Reading the listing below, restate each entry exactly as written.
+-------+
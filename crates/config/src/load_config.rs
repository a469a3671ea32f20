// SPDX-License-Identifier: LGPL-3.0-only
//
// This file is provided WITHOUT ANY WARRANTY;
// without even the implied warranty of MERCHANTABILITY
// or FITNESS FOR A PARTICULAR PURPOSE.

use std::path::PathBuf;

use path_clean::clean;

pub const DEFAULT_CONFIG_NAME: &str = "ciphersum.config.yaml";

pub type FindInParent = fn(&PathBuf, &str) -> Option<PathBuf>;

/// Walk from `path` up to the filesystem root looking for `filename`
pub fn find_in_parent(path: &PathBuf, filename: &str) -> Option<PathBuf> {
    let mut current = path.clone();

    loop {
        let file_path = current.join(filename);
        if file_path.exists() {
            return Some(file_path);
        }

        if !current.pop() {
            return None;
        }
    }
}

/// Pick the config file: an explicit cli path wins, then the nearest file above cwd, then the
/// file inside the default config dir.
pub fn resolve_config_path<P: Into<PathBuf>>(
    find_in_parent: FindInParent,
    cwd: P,
    default_config_dir: P,
    default_filename: &str,
    cli_file: Option<P>,
) -> PathBuf {
    let cwd = cwd.into();

    if let Some(cli_file) = cli_file.map(Into::into) {
        if cli_file.is_absolute() {
            return cli_file;
        }
        return clean(cwd.join(cli_file));
    }

    if let Some(found) = find_in_parent(&cwd, default_filename) {
        return found;
    }

    clean(default_config_dir.into().join(default_filename))
}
+-------+
**TASK RESPONSE**:
filename crates/config/src/load_config.rs
repository a469a3671ea32f20
// SPDX-License-Identifier: LGPL-3.0-only
//
// This file is provided WITHOUT ANY WARRANTY;
// without even the implied warranty of MERCHANTABILITY
// or FITNESS FOR A PARTICULAR PURPOSE.

use std::path::PathBuf;

use path_clean::clean;

pub const DEFAULT_CONFIG_NAME: &str = "ciphersum.config.yaml";

pub type FindInParent = fn(&PathBuf, &str) -> Option<PathBuf>;

/// Walk from `path` up to the filesystem root looking for `filename`
pub fn find_in_parent(path: &PathBuf, filename: &str) -> Option<PathBuf> {
    let mut current = path.clone();

    loop {
        let file_path = current.join(filename);
        if file_path.exists() {
            return Some(file_path);
        }

        if !current.pop() {
            return None;
        }
    }
}

/// Pick the config file: an explicit cli path wins, then the nearest file above cwd, then the
/// file inside the default config dir.
pub fn resolve_config_path<P: Into<PathBuf>>(
    find_in_parent: FindInParent,
    cwd: P,
    default_config_dir: P,
    default_filename: &str,
    cli_file: Option<P>,
) -> PathBuf {
    let cwd = cwd.into();

    if let Some(cli_file) = cli_file.map(Into::into) {
        if cli_file.is_absolute() {
            return cli_file;
        }
        return clean(cwd.join(cli_file));
    }

    if let Some(found) = find_in_parent(&cwd, default_filename) {
        return found;
    }

    clean(default_config_dir.into().join(default_filename))
}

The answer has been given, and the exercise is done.